» PROMPT
Which lines of the records below contain the word "Parser"? Report each of them in full.

[Data entries]
#[async_trait]
impl RunRepository for SqliteRunRepository {
    async fn create_run(&self, run: &Run) -> DomainResult<()> {
        sqlx::query(
            "INSERT INTO runs (id, agent_id, agent_name, started_at, completed_at) VALUES (?, ?, ?, ?, ?)",
        )
        .bind(run.id.to_string())
        .bind(&run.agent_id)
        .bind(&run.agent_name)
        .bind(run.started_at.to_rfc3339())
        .bind(run.completed_at.map(|t| t.to_rfc3339()))
        .execute(&self.pool)
        .await?;

        Ok(())
    }

    async fn create_pending_result(&self, result: &TestResult, position: usize) -> DomainResult<()> {
        let position = i64::try_from(position)
            .map_err(|_| DomainError::ValidationFailed("result position out of range".to_string()))?;

        sqlx::query(
            r"INSERT INTO results (id, run_id, test_case_id, test_name, position, status, transcript,
               metric_results, nodes_visited, tools_called, duration_ms, created_at, updated_at)
               VALUES (?, ?, ?, ?, ?, 'running', '[]', '[]', '[]', '[]', 0, ?, ?)",
        )
        .bind(result.id.to_string())
        .bind(result.run_id.to_string())
        .bind(&result.test_case_id)
        .bind(&result.test_name)
        .bind(position)
        .bind(result.created_at.to_rfc3339())
        .bind(result.updated_at.to_rfc3339())
        .execute(&self.pool)
        .await?;

        Ok(())
    }

    async fn update_transcript(&self, result_id: Uuid, transcript: &[Message]) -> DomainResult<()> {
        let transcript_json = serde_json::to_string(transcript)?;

        sqlx::query(
            "UPDATE results SET transcript = ?, updated_at = ? WHERE id = ? AND status = 'running'",
        )
        .bind(&transcript_json)
        .bind(Utc::now().to_rfc3339())
        .bind(result_id.to_string())
        .execute(&self.pool)
        .await?;

        Ok(())
    }

    async fn complete_result(&self, result_id: Uuid, outcome: &TestOutcome) -> DomainResult<bool> {
        if !outcome.status.is_terminal() {
            return Err(DomainError::InvalidStateTransition {
                from: TestStatus::Running.as_str().to_string(),
                to: outcome.status.as_str().to_string(),
                reason: "a result can only be completed with a terminal status".to_string(),
            });
        }

        let duration_ms = i64::try_from(outcome.duration_ms).unwrap_or(i64::MAX);
        let result = sqlx::query(
            r"UPDATE results SET status = ?, transcript = ?, metric_results = ?, nodes_visited = ?,
               tools_called = ?, duration_ms = ?, end_reason = ?, error_message = ?, updated_at = ?
               WHERE id = ? AND status = 'running'",
        )
        .bind(outcome.status.as_str())
        .bind(serde_json::to_string(&outcome.transcript)?)
        .bind(serde_json::to_string(&outcome.metric_results)?)
        .bind(serde_json::to_string(&outcome.nodes_visited)?)
        .bind(serde_json::to_string(&outcome.tools_called)?)
        .bind(duration_ms)
        .bind(outcome.end_reason.as_str())
        .bind(outcome.error_message.as_deref())
        .bind(Utc::now().to_rfc3339())
        .bind(result_id.to_string())
        .execute(&self.pool)
        .await?;

        if result.rows_affected() == 0 {
            self.ensure_result_exists(result_id).await?;
            return Ok(false);
        }
        Ok(true)
    }

    async fn mark_error(&self, result_id: Uuid, message: &str) -> DomainResult<bool> {
        self.finish(result_id, TestStatus::Error, EndReason::Error, Some(message))
            .await
    }

    async fn mark_cancelled(&self, result_id: Uuid) -> DomainResult<bool> {
        self.finish(result_id, TestStatus::Cancelled, EndReason::Cancelled, None)
            .await
    }

    async fn complete_run(&self, run_id: Uuid) -> DomainResult<()> {
        let result = sqlx::query(
            "UPDATE runs SET completed_at = COALESCE(completed_at, ?) WHERE id = ?",
        )
        .bind(Utc::now().to_rfc3339())
        .bind(run_id.to_string())
        .execute(&self.pool)
        .await?;

        if result.rows_affected() == 0 {
            return Err(DomainError::RunNotFound(run_id));
        }
        Ok(())
    }

    async fn get_run_with_results(&self, run_id: Uuid) -> DomainResult<Option<RunWithResults>> {
        let Some(run) = self.get_run(run_id).await? else {
            return Ok(None);
        };
        let results = self.results_for(run_id).await?;
        Ok(Some(RunWithResults { run, results }))
    }

    async fn get_result(&self, result_id: Uuid) -> DomainResult<Option<TestResult>> {
        let row: Option<ResultRow> = sqlx::query_as(&format!(
            "SELECT {RESULT_COLUMNS} FROM results WHERE id = ?"
        ))
        .bind(result_id.to_string())
        .fetch_optional(&self.pool)
        .await?;

        row.map(TryInto::try_into).transpose()
    }

    async fn list_runs(&self, agent_id: Option<&str>, limit: usize) -> DomainResult<Vec<RunSummary>> {
        let limit = i64::try_from(limit).unwrap_or(i64::MAX);
        let mut query = String::from(
            r"SELECT r.id, r.agent_id, r.agent_name, r.started_at, r.completed_at,
                COUNT(res.id) AS total,
                COALESCE(SUM(CASE WHEN res.status = 'pass' THEN 1 ELSE 0 END), 0) AS passed,
                COALESCE(SUM(CASE WHEN res.status = 'fail' THEN 1 ELSE 0 END), 0) AS failed,
                COALESCE(SUM(CASE WHEN res.status = 'error' THEN 1 ELSE 0 END), 0) AS errored,
                COALESCE(SUM(CASE WHEN res.status = 'cancelled' THEN 1 ELSE 0 END), 0) AS cancelled,
                COALESCE(SUM(CASE WHEN res.status = 'running' THEN 1 ELSE 0 END), 0) AS running
              FROM runs r LEFT JOIN results res ON res.run_id = r.id",
        );
        if agent_id.is_some() {
            query.push_str(" WHERE r.agent_id = ?");
        }
        query.push_str(" GROUP BY r.id ORDER BY r.started_at DESC LIMIT ?");

        let mut q = sqlx::query_as::<_, RunSummaryRow>(&query);
        if let Some(agent_id) = agent_id {
            q = q.bind(agent_id);
        }
        let rows: Vec<RunSummaryRow> = q.bind(limit).fetch_all(&self.pool).await?;
        rows.into_iter().map(TryInto::try_into).collect()
    }

    async fn delete_run(&self, run_id: Uuid) -> DomainResult<()> {
        let result = sqlx::query("DELETE FROM runs WHERE id = ?")
            .bind(run_id.to_string())
            .execute(&self.pool)
            .await?;

        if result.rows_affected() == 0 {
            return Err(DomainError::RunNotFound(run_id));
        }
        Ok(())
    }
}

#[derive(sqlx::FromRow)]
struct RunRow {
    id: String,
    agent_id: String,
    agent_name: String,
    started_at: String,
    completed_at: Option<String>,
}

impl TryFrom<RunRow> for Run {
    type Error = DomainError;

    fn try_from(row: RunRow) -> Result<Self, Self::Error> {
        Ok(Run {
            id: parse_uuid("runs.id", &row.id)?,
            agent_id: row.agent_id,
            agent_name: row.agent_name,
            started_at: parse_datetime("runs.started_at", &row.started_at)?,
            completed_at: parse_optional_datetime("runs.completed_at", row.completed_at)?,
        })
    }
}

#[derive(sqlx::FromRow)]
struct ResultRow {
    id: String,
    run_id: String,
    test_case_id: String,
    test_name: String,
    status: String,
    transcript: Option<String>,
    metric_results: Option<String>,
    nodes_visited: Option<String>,
    tools_called: Option<String>,
    duration_ms: i64,
    end_reason: Option<String>,
    error_message: Option<String>,
    created_at: String,
    updated_at: String,
}

impl TryFrom<ResultRow> for TestResult {
    type Error = DomainError;

    fn try_from(row: ResultRow) -> Result<Self, Self::Error> {
        let status = TestStatus::from_str(&row.status)
            .ok_or_else(|| DomainError::SerializationError(format!("Invalid status: {}", row.status)))?;
        let end_reason = row
            .end_reason
            .as_deref()
            .map(|s| {
                EndReason::from_str(s)
                    .ok_or_else(|| DomainError::SerializationError(format!("Invalid end reason: {s}")))
            })
            .transpose()?;

        Ok(TestResult {
            id: parse_uuid("results.id", &row.id)?,
            run_id: parse_uuid("results.run_id", &row.run_id)?,
            test_case_id: row.test_case_id,
            test_name: row.test_name,
            status,
            transcript: parse_json_or_default("results.transcript", row.transcript)?,
            metric_results: parse_json_or_default("results.metric_results", row.metric_results)?,
            nodes_visited: parse_json_or_default("results.nodes_visited", row.nodes_visited)?,
            tools_called: parse_json_or_default("results.tools_called", row.tools_called)?,
            duration_ms: u64::try_from(row.duration_ms).unwrap_or(0),
            end_reason,
            error_message: row.error_message,
            created_at: parse_datetime("results.created_at", &row.created_at)?,
            updated_at: parse_datetime("results.updated_at", &row.updated_at)?,
        })
    }
}

#[derive(sqlx::FromRow)]
struct RunSummaryRow {
    id: String,
    agent_id: String,
    agent_name: String,
    started_at: String,
    completed_at: Option<String>,
    total: i64,
    passed: i64,
    failed: i64,
    errored: i64,
    cancelled: i64,
    running: i64,
}

impl TryFrom<RunSummaryRow> for RunSummary {
    type Error = DomainError;

    fn try_from(row: RunSummaryRow) -> Result<Self, Self::Error> {
        let count = |n: i64| usize::try_from(n).unwrap_or(0);
        Ok(RunSummary {
            id: parse_uuid("runs.id", &row.id)?,
            agent_id: row.agent_id,
            agent_name: row.agent_name,
            started_at: parse_datetime("runs.started_at", &row.started_at)?,
            completed_at: parse_optional_datetime("runs.completed_at", row.completed_at)?,
            total: count(row.total),
            passed: count(row.passed),
            failed: count(row.failed),
            errored: count(row.errored),
            cancelled: count(row.cancelled),
            running: count(row.running),
        })
    }
}
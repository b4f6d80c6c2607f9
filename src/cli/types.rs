//! CLI type definitions
//!
//! This module contains the top-level clap structures. Each command's own
//! arguments live next to its implementation in `commands`.

use std::path::PathBuf;

use clap::{Parser, Subcommand};

use super::commands::{repair::RepairArgs, run::RunArgs, runs::RunsArgs, serve::ServeArgs};

#[derive(Parser, Debug)]
#[command(name = "rehearse")]
#[command(about = "Rehearse - simulate, score and repair conversational agents", long_about = None)]
#[command(version)]
pub struct Cli {
    #[command(subcommand)]
    pub command: Commands,

    /// Output in JSON format
    #[arg(short, long, global = true)]
    pub json: bool,

    /// Configuration file (defaults to .rehearse/config.yaml and .rehearse/local.yaml)
    #[arg(short, long, global = true, env = "REHEARSE_CONFIG")]
    pub config: Option<PathBuf>,

    /// Debug-level logging
    #[arg(short, long, global = true)]
    pub verbose: bool,
}

#[derive(Subcommand, Debug)]
pub enum Commands {
    /// Run test cases against an agent and stream progress
    Run(RunArgs),

    /// Inspect and manage stored runs
    Runs(RunsArgs),

    /// Diagnose a failing test and iterate on prompt fixes
    Repair(RepairArgs),

    /// Serve an agent over HTTP with live progress over WebSocket
    Serve(ServeArgs),
}
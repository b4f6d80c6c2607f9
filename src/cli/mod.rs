//! Command-line interface.
//!
//! Commands share one wiring path (`context`) and render through
//! [`output::CommandOutput`], so every command supports `--json`.

pub mod commands;
pub mod context;
pub mod output;
pub mod types;

use std::process::ExitCode;

use console::style;

pub use types::{Cli, Commands};

/// Dispatch a parsed command line.
pub async fn dispatch(cli: Cli, config: crate::domain::models::Config) -> anyhow::Result<ExitCode> {
    match cli.command {
        Commands::Run(args) => commands::run::execute(args, cli.json, config).await,
        Commands::Runs(args) => commands::runs::execute(args, cli.json, config).await,
        Commands::Repair(args) => commands::repair::execute(args, cli.json, config).await,
        Commands::Serve(args) => commands::serve::execute(args, config).await,
    }
}

/// Report a failed command and return the exit code for it.
pub fn handle_error(err: &anyhow::Error, json_mode: bool) -> ExitCode {
    if json_mode {
        let causes: Vec<String> = err.chain().skip(1).map(ToString::to_string).collect();
        let body = serde_json::json!({
            "error": err.to_string(),
            "causes": causes,
        });
        println!(
            "{}",
            serde_json::to_string_pretty(&body).unwrap_or_default()
        );
    } else {
        eprintln!("{} {err:#}", style("error:").red().bold());
    }
    ExitCode::from(2)
}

» ANSWER FOR THE TASK
use clap::{Parser, Subcommand};
#[derive(Parser, Debug)]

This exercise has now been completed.